Macs by Icky is known for its Bay Area take on the famous Klondike's Choco Taco. The frozen treats are available in several flavors — including, most strikingly, a version that features crushed pistachios and ube ice cream (right).  (Courtesy of Macs by Icky)

The ube renaissance is real. And in the Bay Area, we’re at the epicenter of its deliciously purple core.

With the popular Filipino ingredient blitzing the food scene — appearing everywhere from the cover of Abi Balingit’s viral cookbook, Mayumu, to the aisles of Trader Joe’s — the tropical yam has blown up to become, arguably, the biggest regional crossover hit since the Mexican quesabirria craze. Utilizing its distinct lilac color and starchy versatility, today’s Filipino American food makers have revolutionized the way ube is being presented to, and consumed by, anyone with a mouth — in the form of pretzels, breads, cookies, jams, cocktails and more.

Perhaps its most genius iteration to date? Macs by Icky‘s ube ice cream taco — a homemade waffle cone folded and dipped in ube white chocolate, then stuffed with ube ice cream and sprinkled with crushed pistachios. Naturally, it resembles Klondike’s famously discontinued Choco Taco.

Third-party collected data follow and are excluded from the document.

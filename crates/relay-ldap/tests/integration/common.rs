//! Common test fixtures.

use std::sync::Arc;

use relay_cache::{CacheProvider, MemoryCacheProvider};
use relay_ldap::{ConnectionConfig, LdapConnection, LdapEntry, MemoryDirectory};

/// Builds a person entry with the given attributes.
pub fn person(cn: &str, attrs: &[(&str, &str)]) -> LdapEntry {
    let mut all = vec![
        ("objectClass".to_string(), vec!["person".to_string()]),
        ("cn".to_string(), vec![cn.to_string()]),
    ];
    all.extend(
        attrs
            .iter()
            .map(|(name, value)| ((*name).to_string(), vec![(*value).to_string()])),
    );
    LdapEntry::new(format!("cn={cn},ou=people,o=org"), all)
}

/// Directory holding `user1` .. `user<count>`, each with a `uidNumber`.
pub fn people(count: usize) -> MemoryDirectory {
    MemoryDirectory::with_entries(
        (1..=count)
            .map(|i| person(&format!("user{i}"), &[("uidNumber", &i.to_string())]))
            .collect(),
    )
}

/// Connection test environment.
pub struct TestEnv {
    /// Directory observed by the test.
    pub directory: MemoryDirectory,
    /// Connection under test.
    pub connection: LdapConnection,
    /// Query cache, if enabled.
    pub cache: Option<Arc<MemoryCacheProvider>>,
}

impl TestEnv {
    /// Uncached connection over `directory`.
    pub fn new(directory: MemoryDirectory) -> Self {
        Self::with_config(directory, config(), None)
    }

    /// Connection with a memory cache and the given TTL.
    pub fn cached(directory: MemoryDirectory, ttl_secs: u64) -> Self {
        let cache = Arc::new(MemoryCacheProvider::new());
        Self::with_config(directory, config().cache_ttl(ttl_secs), Some(cache))
    }

    /// Connection with an explicit config.
    pub fn with_config(
        directory: MemoryDirectory,
        config: ConnectionConfig,
        cache: Option<Arc<MemoryCacheProvider>>,
    ) -> Self {
        let pool = cache
            .clone()
            .map(|cache| cache as Arc<dyn CacheProvider>);
        let connection = LdapConnection::new(config, Box::new(directory.clone()), pool);
        Self {
            directory,
            connection,
            cache,
        }
    }
}

/// Default test connection config.
pub fn config() -> ConnectionConfig {
    ConnectionConfig::new("test", "localhost", "ou=people,o=org")
}

/// DNs' common names in order.
pub fn names(entries: &[LdapEntry]) -> Vec<String> {
    entries
        .iter()
        .map(|e| e.first_attribute_value_or("cn", "").to_string())
        .collect()
}
//! Connection provider behaviour.

use std::collections::HashMap;
use std::sync::Arc;

use relay_cache::{CacheProvider, MemoryCacheProvider};
use relay_ldap::{
    ConnectionConfig, EntriesOptions, LdapConnection, LdapConnectionProvider, LdapError,
    MemoryConnector, MemoryDirectory,
};

use crate::common::people;

fn provider(directory: &MemoryDirectory) -> LdapConnectionProvider {
    let connector = MemoryConnector::new().with_directory("people", directory.clone());
    LdapConnectionProvider::with_connector(Arc::new(connector))
}

/// Tests that repeated access reuses one connection and session.
#[tokio::test]
async fn test_connection_is_memoized() -> anyhow::Result<()> {
    let directory = people(3);
    let provider = provider(&directory);
    provider.set_config(vec![ConnectionConfig::new("people", "dir", "o=org")])?;

    let a = provider.get_connection("people")?;
    let b = provider.get_connection("people")?;
    assert!(Arc::ptr_eq(&a, &b));

    a.check_connection().await?;
    b.check_connection().await?;
    assert_eq!(directory.connects(), 1);

    assert!(matches!(
        provider.get_connection("unknown"),
        Err(LdapError::LdapConnectionUndefined(_))
    ));
    Ok(())
}

/// Tests that caches are assigned per identifier.
#[tokio::test]
async fn test_caches_are_assigned() -> anyhow::Result<()> {
    let directory = people(3);
    let provider = provider(&directory);
    provider.set_config(vec![
        ConnectionConfig::new("people", "dir", "o=org").cache_ttl(60)
    ])?;

    let cache = Arc::new(MemoryCacheProvider::new());
    let mut caches: HashMap<String, Arc<dyn CacheProvider>> = HashMap::new();
    caches.insert("people".into(), cache.clone());
    provider.set_caches(caches);

    let connection = provider.get_connection("people")?;
    connection.get_entries(1, 10, &EntriesOptions::new()).await?;
    connection.get_entries(1, 10, &EntriesOptions::new()).await?;
    assert_eq!(directory.searches(), 1);
    assert_eq!(cache.len(), 1);
    Ok(())
}

/// Tests concurrent first access yields one instance.
#[tokio::test]
async fn test_concurrent_first_access() -> anyhow::Result<()> {
    let directory = people(1);
    let provider = Arc::new(provider(&directory));
    provider.set_config(vec![ConnectionConfig::new("people", "dir", "o=org")])?;

    let handles: Vec<_> = (0..8)
        .map(|_| {
            let provider = Arc::clone(&provider);
            tokio::spawn(async move { provider.get_connection("people") })
        })
        .collect();

    let mut connections = Vec::new();
    for handle in handles {
        connections.push(handle.await??);
    }
    assert!(connections.windows(2).all(|w| Arc::ptr_eq(&w[0], &w[1])));
    Ok(())
}

/// Tests registering a ready connection.
#[tokio::test]
async fn test_add_connection() -> anyhow::Result<()> {
    let provider = LdapConnectionProvider::new();
    let directory = people(2);
    let connection = Arc::new(LdapConnection::new(
        ConnectionConfig::new("mem", "memory", "o=org"),
        Box::new(directory.clone()),
        None,
    ));
    provider.add_connection("mem", connection.clone());

    assert_eq!(provider.connection_identifiers(), vec!["mem"]);
    let fetched = provider.get_connection("mem")?;
    assert!(Arc::ptr_eq(&fetched, &connection));
    assert_eq!(fetched.get_entries(1, 10, &EntriesOptions::new()).await?.len(), 2);
    Ok(())
}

The new Bay Area spinoff originated with Victoria Sablan, a Filipina American from Union City who remembers ordering Choco Tacos as a kid when Taco Bell and roving ice cream trucks prominently sold the frozen treat. Its discontinuation felt like losing a part of childhood. So Sablan decided to bring it back by adding her own vibrant touch: ube.

“Ube wasn’t as readily available as it is now,” Sablan says about her lifelong love of the delicacy. “You couldn’t just buy ube ice cream at any grocery store. It was a specialty. If I came home from school and there was ube, I didn’t want to share, and I didn’t ask where my parents got it from.”

A tray of cannoli stuffed with ube cream and sprinkled with crushed pistachios.
Ube features prominently across the Macs by Icky menu. Pictured here: ube pistachio cannoli. (Courtesy of Macs by Icky)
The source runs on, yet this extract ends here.